In Beebe’s Rust, we see a young, bald, avatar head. It’s rusty enough to be from ancient Greece. Around her eyes are boldly tattooed wings, signs of her soaring spirit. In Happy Rabbit we see an avatar with a rabbit-eared mask hovering in a classic SL flight hovering pose. It is a simple, yet powerful reminder that as avatars we can do effortlessly that which has eluded the dreams of every human since Icarus. In Twins we see a wireframe avatar and a nicely skinned avatar. The image is of all the tiny polygons that must do their job for us to wear our glorious skins and present as freshly baked bodies. We fly to the heights of beauty, but only with so many tiny machines under the skin holding our beauty aloft.
Forgive my segue from a flight metaphor to a baking metaphor. RL culture sometimes speaks of god as a cook trying to bake the perfect sheet of cookies. How interesting that SL also chooses baking language: Avatar > Avatar Health > Force Appearance Update (Rebake). Be it an RL metaphor or a literal “bake” of your SL body, the flesh and polygons in Beebe’s Twins reminds us of the work beauty requires, and of how fragile and fleeting it is.
#5. Stories Helendale
Channeling the simplicity and power of Francesca Woodman, Stories Helendale’s work cuts through you almost before you even realize it is doing so. With Cindy Sherman’s Film Stills, I often feel like “I’ve seen that film”. Only to realize that her images are not adapted from any particular film. Instead they tap into an archetypal unconscious that we created over decades of social production. So with Helendale’s work, it feels familiar not because it is a reproduction of any particular image, but because it touches something that we think we know about living in this world. Like Woodman’s work, Helendale’s images invite you in with their innocence, only to send you down a rabbit-worm-hole of questions about who we are, why things are this way, and what does, or should, make this world worth living in.
#6. Vincent Priesley
Vincent Priesley’s installation Swallow is precisely that: a chance to walk through a mouth, tumble down a throat, and be digested by intestines. Depending on how you like to play in SL that may or may not sound like fun, but I assure you, it is a lot of fun! At the end you’re pooped out into the gift shop where you can purchase some of the captivating biomorphic creatures, blobs, and thingies you’ve experienced along your digestive journey. Baby Earth and I selected 3 pieces by Priesley for our collection: See Inside BOOL, Art Leg, and Romus 3.

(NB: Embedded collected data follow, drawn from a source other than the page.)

use async_trait::async_trait;
use chrono::{DateTime, Utc};
use std::path::PathBuf;
use tracing::info;

use crate::error::ValidatorError;
use crate::types::{Bar, BarSeries};

/// Source of historical candles. The orchestrator is generic over this so
/// tests can inject fixed series and production can plug in exchange or
/// database backends.
#[async_trait]
pub trait BarSource: Send + Sync {
    async fn load_bars(
        &self,
        symbol: &str,
        timeframe: &str,
        start: DateTime<Utc>,
        end: DateTime<Utc>,
    ) -> Result<BarSeries, ValidatorError>;
}

/// Reads candles from a JSON file containing an array of bars.
pub struct JsonBarFile {
    path: PathBuf,
}

impl JsonBarFile {
    pub fn new(path: impl Into<PathBuf>) -> Self {
        Self { path: path.into() }
    }
}

#[async_trait]
impl BarSource for JsonBarFile {
    async fn load_bars(
        &self,
        symbol: &str,
        _timeframe: &str,
        start: DateTime<Utc>,
        end: DateTime<Utc>,
    ) -> Result<BarSeries, ValidatorError> {
        let raw = tokio::fs::read_to_string(&self.path).await.map_err(|e| {
            ValidatorError::DataUnavailable(format!(
                "cannot read {}: {e}",
                self.path.display()
            ))
        })?;
        let bars: Vec<Bar> = serde_json::from_str(&raw).map_err(|e| {
            ValidatorError::DataUnavailable(format!(
                "cannot parse {}: {e}",
                self.path.display()
            ))
        })?;

        let series = BarSeries::new(bars)?;
        let series = series.between(start, end);
        if series.is_empty() {
            return Err(ValidatorError::DataUnavailable(format!(
                "no bars for {symbol} in the requested range"
            )));
        }

        info!(
            symbol,
            bars = series.len(),
            path = %self.path.display(),
            "Loaded historical bars"
        );
        Ok(series)
    }
}

#[cfg(test)]
mod tests {
    use super::*;
    use chrono::TimeZone;

    #[tokio::test]
    async fn test_missing_file_is_data_unavailable() {
        let source = JsonBarFile::new("/nonexistent/bars.json");
        let start = Utc.with_ymd_and_hms(2024, 1, 1, 0, 0, 0).unwrap();
        let end = Utc.with_ymd_and_hms(2024, 2, 1, 0, 0, 0).unwrap();

        let err = source
            .load_bars("BTC/USDT", "1h", start, end)
            .await
            .unwrap_err();
        assert!(matches!(err, ValidatorError::DataUnavailable(_)));
    }

    #[tokio::test]
    async fn test_parses_bar_array() {
        let dir = std::env::temp_dir().join("backtest_validator_test_bars");
        std::fs::create_dir_all(&dir).unwrap();
        let path = dir.join("bars.json");
        std::fs::write(
            &path,
            r#"[
                {"timestamp":"2024-01-01T00:00:00Z","open":"100","high":"101","low":"99","close":"100.5","volume":"10"},
                {"timestamp":"2024-01-01T01:00:00Z","open":"100.5","high":"102","low":"100","close":"101","volume":"12"}
            ]"#,
        )
        .unwrap();

        let source = JsonBarFile::new(&path);
        let start = Utc.with_ymd_and_hms(2024, 1, 1, 0, 0, 0).unwrap();
        let end = Utc.with_ymd_and_hms(2024, 1, 2, 0, 0, 0).unwrap();
        let series = source.load_bars("BTC/USDT", "1h", start, end).await.unwrap();
        assert_eq!(series.len(), 2);
    }
}
//! Session credential capability.
//!
//! The token itself is owned by whatever login flow runs outside this crate. The engine only
//! reads it to build bearer headers and clears it when the remote rejects it.

use std::sync::{Arc, RwLock};

/// Access to the process-wide session credential.
pub trait SessionStore: Send + Sync {
    /// Current bearer token, if the user is signed in.
    fn token(&self) -> Option<String>;

    /// Forget the token, e.g. after the server answered 401.
    fn clear(&self);
}

/// In-memory session, shared by clones.
#[derive(Debug, Clone, Default)]
pub struct MemorySession {
    token: Arc<RwLock<Option<String>>>,
}

impl MemorySession {
    pub fn new(token: Option<String>) -> Self {
        Self {
            token: Arc::new(RwLock::new(token)),
        }
    }

    /// Replace the stored token.
    pub fn set_token(&self, token: impl Into<String>) {
        if let Ok(mut slot) = self.token.write() {
            *slot = Some(token.into());
        }
    }
}

impl SessionStore for MemorySession {
    fn token(&self) -> Option<String> {
        self.token.read().ok().and_then(|slot| slot.clone())
    }

    fn clear(&self) {
        if let Ok(mut slot) = self.token.write() {
            *slot = None;
        }
    }
}

/// Format an `Authorization` header value for a token.
pub fn bearer_value(token: &str) -> String {
    format!("Bearer {}", token.trim())
}
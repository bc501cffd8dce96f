//! Flat key/value submission payload.

use crate::attachment::StagedFile;

/// A binary part of the payload.
#[derive(Debug, Clone, PartialEq, Eq)]
pub struct PayloadFile {
    pub field: &'static str,
    pub file: StagedFile,
}

/// Ordered text entries plus at most one file, ready to be framed as multipart.
///
/// Keys may repeat; repeated keys are how list-valued scalars such as `tags` travel.
#[derive(Debug, Clone, Default, PartialEq, Eq)]
pub struct Payload {
    fields: Vec<(String, String)>,
    file: Option<PayloadFile>,
}

impl Payload {
    pub fn new() -> Self {
        Self::default()
    }

    pub fn push_text(&mut self, key: impl Into<String>, value: impl Into<String>) {
        self.fields.push((key.into(), value.into()));
    }

    pub fn set_file(&mut self, field: &'static str, file: StagedFile) {
        self.file = Some(PayloadFile { field, file });
    }

    /// First value stored under `key`.
    pub fn text(&self, key: &str) -> Option<&str> {
        self.fields
            .iter()
            .find(|(k, _)| k == key)
            .map(|(_, v)| v.as_str())
    }

    /// Every value stored under `key`, in insertion order.
    pub fn values(&self, key: &str) -> Vec<&str> {
        self.fields
            .iter()
            .filter(|(k, _)| k == key)
            .map(|(_, v)| v.as_str())
            .collect()
    }

    pub fn fields(&self) -> &[(String, String)] {
        &self.fields
    }

    pub fn file(&self) -> Option<&PayloadFile> {
        self.file.as_ref()
    }
}
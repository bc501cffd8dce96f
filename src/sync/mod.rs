//! Collection synchronizer.
//!
//! Owns the authoritative local copy of one remote collection. The list is only ever replaced
//! wholesale by `refresh`; mutations never patch it, they trigger a refetch once the server has
//! confirmed them.

mod guard;

pub use guard::*;

use std::sync::Arc;

use tokio::sync::RwLock;

use crate::api::ApiClient;
use crate::draft::Payload;
use crate::errors::AppError;
use crate::models::{Entity, Post};

/// Load state of a collection.
#[derive(Debug, Clone, PartialEq, Eq)]
pub enum LoadStatus {
    /// Never fetched
    Idle,
    /// A fetch is outstanding
    Loading,
    /// The last fetch succeeded
    Populated,
    /// The last fetch failed; any earlier items are still shown
    LoadError(String),
}

/// Which mutation is being performed, for logging.
#[derive(Debug, Clone, Copy, PartialEq, Eq)]
enum MutationKind {
    Create,
    Update,
    Delete,
}

struct CollectionState<E> {
    items: Vec<E>,
    status: LoadStatus,
    /// Ticket handed to the most recently started refresh
    issued: u64,
    /// Ticket of the refresh whose result is currently shown
    applied: u64,
}

impl<E> CollectionState<E> {
    fn revert_loading(&mut self, ticket: u64, previous: LoadStatus) {
        if self.issued == ticket && self.status == LoadStatus::Loading {
            self.status = previous;
        }
    }
}

/// Puts the status back if a refresh is dropped before its result is applied.
struct LoadingReset<E: Entity> {
    state: Arc<RwLock<CollectionState<E>>>,
    ticket: u64,
    previous: Option<LoadStatus>,
}

impl<E: Entity> LoadingReset<E> {
    fn disarm(mut self) {
        self.previous = None;
    }
}

impl<E: Entity> Drop for LoadingReset<E> {
    fn drop(&mut self) {
        let Some(previous) = self.previous.take() else {
            return;
        };
        let ticket = self.ticket;
        tracing::debug!(ticket, "{} refresh dropped before completion", E::KIND.noun());

        if let Ok(mut state) = self.state.try_write() {
            state.revert_loading(ticket, previous);
            return;
        }
        // Lock is busy; finish the revert on the runtime if there is one.
        if let Ok(handle) = tokio::runtime::Handle::try_current() {
            let state = Arc::clone(&self.state);
            handle.spawn(async move {
                state.write().await.revert_loading(ticket, previous);
            });
        }
    }
}

/// Local mirror of one remote collection. Clones share state.
pub struct Synchronizer<E: Entity> {
    client: ApiClient,
    guard: MutationGuard,
    state: Arc<RwLock<CollectionState<E>>>,
}

impl<E: Entity> Clone for Synchronizer<E> {
    fn clone(&self) -> Self {
        Self {
            client: self.client.clone(),
            guard: self.guard.clone(),
            state: Arc::clone(&self.state),
        }
    }
}

impl<E: Entity> Synchronizer<E> {
    /// `guard` should be the one shared by every synchronizer of the process.
    pub fn new(client: ApiClient, guard: MutationGuard) -> Self {
        Self {
            client,
            guard,
            state: Arc::new(RwLock::new(CollectionState {
                items: Vec::new(),
                status: LoadStatus::Idle,
                issued: 0,
                applied: 0,
            })),
        }
    }

    /// Refetch the whole collection.
    ///
    /// On failure the previous items stay in place and the status records the error. Results of
    /// a refresh overtaken by a later one are discarded.
    pub async fn refresh(&self) -> Result<(), AppError> {
        let reset = {
            let mut state = self.state.write().await;
            state.issued += 1;
            let previous = std::mem::replace(&mut state.status, LoadStatus::Loading);
            LoadingReset {
                state: Arc::clone(&self.state),
                ticket: state.issued,
                previous: Some(previous),
            }
        };
        let ticket = reset.ticket;

        let result = self.client.list::<E>().await;

        let mut state = self.state.write().await;
        reset.disarm();
        if ticket < state.applied {
            tracing::debug!(ticket, "Discarding stale {} refresh", E::KIND.noun());
            return result.map(|_| ());
        }
        state.applied = ticket;

        match result {
            Ok(items) => {
                tracing::info!("Loaded {} {}", items.len(), E::KIND.plural());
                state.items = items;
                state.status = LoadStatus::Populated;
                Ok(())
            }
            Err(e) => {
                tracing::warn!("Failed to load {}: {}", E::KIND.plural(), e);
                state.status = LoadStatus::LoadError(e.message());
                Err(e)
            }
        }
    }

    /// Create a new entity, then refetch.
    pub async fn create(&self, payload: &Payload) -> Result<(), AppError> {
        self.mutate(MutationKind::Create, None, payload).await
    }

    /// Replace entity `id`, then refetch.
    pub async fn update(&self, id: &str, payload: &Payload) -> Result<(), AppError> {
        self.mutate(MutationKind::Update, Some(id), payload).await
    }

    /// Delete entity `id`, then refetch.
    pub async fn delete(&self, id: &str) -> Result<(), AppError> {
        self.mutate(MutationKind::Delete, Some(id), &Payload::new())
            .await
    }

    async fn mutate(
        &self,
        kind: MutationKind,
        id: Option<&str>,
        payload: &Payload,
    ) -> Result<(), AppError> {
        let permit = self.guard.try_acquire().inspect_err(|_| {
            tracing::warn!(?kind, "Rejected {} mutation: another is in flight", E::KIND.noun());
        })?;

        let result = match (kind, id) {
            (MutationKind::Create, _) => self.client.create::<E>(payload).await,
            (MutationKind::Update, Some(id)) => self.client.update::<E>(id, payload).await,
            (MutationKind::Delete, Some(id)) => self.client.delete::<E>(id).await,
            (_, None) => Err(AppError::Internal(format!("{:?} requires an id", kind))),
        };
        permit.release();
        result?;

        tracing::info!(?kind, id = id.unwrap_or_default(), "{} mutation confirmed", E::KIND.noun());

        // The mutation stands even if the follow-up fetch fails; the failure is in `status`.
        if let Err(e) = self.refresh().await {
            tracing::warn!("Refresh after {:?} failed: {}", kind, e);
        }
        Ok(())
    }

    /// Snapshot of the current items.
    pub async fn items(&self) -> Vec<E> {
        self.state.read().await.items.clone()
    }

    pub async fn status(&self) -> LoadStatus {
        self.state.read().await.status.clone()
    }

    /// Message of the last failed refresh, if the last refresh failed.
    pub async fn load_error(&self) -> Option<String> {
        match &self.state.read().await.status {
            LoadStatus::LoadError(message) => Some(message.clone()),
            _ => None,
        }
    }

    /// Find a loaded entity by id.
    pub async fn find(&self, id: &str) -> Option<E> {
        self.state
            .read()
            .await
            .items
            .iter()
            .find(|item| item.id() == id)
            .cloned()
    }

    pub fn guard(&self) -> &MutationGuard {
        &self.guard
    }
}

impl Synchronizer<Post> {
    /// Fetch one post by slug for the detail view. Does not touch the collection.
    pub async fn find_by_slug(&self, slug: &str) -> Result<Post, AppError> {
        self.client.post_by_slug(slug).await
    }
}
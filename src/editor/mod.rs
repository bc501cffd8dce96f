//! Editor: one draft bound to one collection.
//!
//! This is the surface a UI drives. It owns the draft, submits it through the synchronizer, and
//! keeps the error and notice slots the UI displays. The draft is reset after every successful
//! submit, and after a successful delete of the entity it was editing.

use crate::attachment::StagedFile;
use crate::draft::Draft;
use crate::errors::AppError;
use crate::models::Entity;
use crate::sync::Synchronizer;

/// Draft plus collection for one entity kind.
pub struct Editor<D: Draft> {
    draft: D,
    collection: Synchronizer<D::Entity>,
    error: Option<String>,
    notice: Option<String>,
}

impl<D: Draft> Editor<D> {
    pub fn new(collection: Synchronizer<D::Entity>) -> Self {
        Self {
            draft: D::default(),
            collection,
            error: None,
            notice: None,
        }
    }

    pub fn draft(&self) -> &D {
        &self.draft
    }

    /// Field edits go straight to the draft.
    pub fn draft_mut(&mut self) -> &mut D {
        &mut self.draft
    }

    pub fn collection(&self) -> &Synchronizer<D::Entity> {
        &self.collection
    }

    /// Message to show in the form's error slot.
    pub fn error(&self) -> Option<&str> {
        self.error.as_deref()
    }

    /// Success message from the last submit.
    pub fn notice(&self) -> Option<&str> {
        self.notice.as_deref()
    }

    pub fn dismiss_notice(&mut self) {
        self.notice = None;
    }

    /// Initial load of the collection.
    pub async fn open(&mut self) -> Result<(), AppError> {
        self.collection.refresh().await.inspect_err(|e| self.record(e))
    }

    /// Start editing an existing entity.
    pub fn edit(&mut self, entity: &D::Entity) {
        self.draft.load_from_entity(entity);
        self.error = None;
        self.notice = None;
    }

    /// Throw the draft away and start a blank one.
    pub fn clear(&mut self) {
        self.draft.reset();
        self.error = None;
    }

    /// Stage an image on the draft, recording size rejections in the error slot.
    ///
    /// A successful stage clears any earlier error.
    pub async fn stage_attachment(&mut self, file: StagedFile) -> Result<(), AppError> {
        let result = self.draft.stage_attachment(file).await;
        match &result {
            Ok(()) => self.error = None,
            Err(e) => self.record(e),
        }
        result
    }

    /// Validate, then create or update depending on whether an entity is being edited.
    ///
    /// Validation failures never reach the network. On success the collection has been
    /// refetched and the draft is blank again; on failure the draft is left as it was.
    pub async fn submit(&mut self) -> Result<(), AppError> {
        self.draft.validate().inspect_err(|e| self.record(e))?;
        let payload = self.draft.serialize().inspect_err(|e| self.record(e))?;

        let editing_id = self.draft.editing_id().map(str::to_string);
        let result = match &editing_id {
            Some(id) => self.collection.update(id, &payload).await,
            None => self.collection.create(&payload).await,
        };
        result.inspect_err(|e| self.record(e))?;

        let action = if editing_id.is_some() { "updated" } else { "created" };
        self.notice = Some(format!(
            "{} {} successfully!",
            <D::Entity as Entity>::KIND.label(),
            action
        ));
        self.error = None;
        self.draft.reset();
        Ok(())
    }

    /// Delete an entity; if it is the one being edited, the draft goes back to blank.
    pub async fn delete(&mut self, id: &str) -> Result<(), AppError> {
        self.collection
            .delete(id)
            .await
            .inspect_err(|e| self.record(e))?;

        if self.draft.editing_id() == Some(id) {
            self.draft.reset();
        }
        Ok(())
    }

    /// Put an error in the slot. A rejected concurrent submit is a silent no-op.
    fn record(&mut self, err: &AppError) {
        if *err != AppError::AlreadyInFlight {
            self.error = Some(err.message());
        }
    }
}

I don’t know enough about digestion to say whether these sculptures, blobs, or enzymes have a lot, or a little, or no relation to digestive stuff, but they certainly are a joy to experience as you flow along the digestive journey. Like the 1966 film Fantastic Voyage, or the 1967 Disneyland ride Adventure Thru Inner Space, we humans get to experience our own biology as if we were microscopic travelers experiencing a dramatic river.
Because it has “four legs”, Priesley’s See Inside BOOL seems to invite us to anthropomorphize. It may be just a digestive bit that turns whatever we used to be into fuel, but it feels like a strange creature with some unknown language and mysterious agenda. Priesley’s pieces are too biomorphic to be completely abstract, yet they are the most abstract in this collection. Despite having assembled a 90% figurative collection, I often prefer the power of abstraction. I find that with representational works there is a certain “I get it” experience that people often have with a work of art. Once they “get it” they tend to make a mental
- Got it!
- Check!
- Done!
By focusing less on some “get it” experience, I feel that abstraction invites the viewer to go deeper. If there is never a “got it” then there is never a “check, done!” There is only the exploring. The continuing to share some process of discovery with an artist’s brain. Priesley’s installation Swallow is indeed representational. Yet his biomorphic enzyme critters are abstract enough to afford us the luxury of imagining and exploring.
#7. Lika Cameo
Of the 10 artists in this exhibition, 5 create photographs of avatars, 3 are sculptors/installation artists, and 2, Lika Cameo and Yobe Ayukawa, work with traditional RL media. Ayukawa’s works are RL acrylic paintings. Cameo is a hybrid artist. Some works are of RL models, and some are of SL models. She works in graphite, charcoal, watercolor, oil, and Procreate. She says that in her RL studio she likes to “get very dirty”, but then when working at home, she prefers the cleanliness of graphite or Procreate.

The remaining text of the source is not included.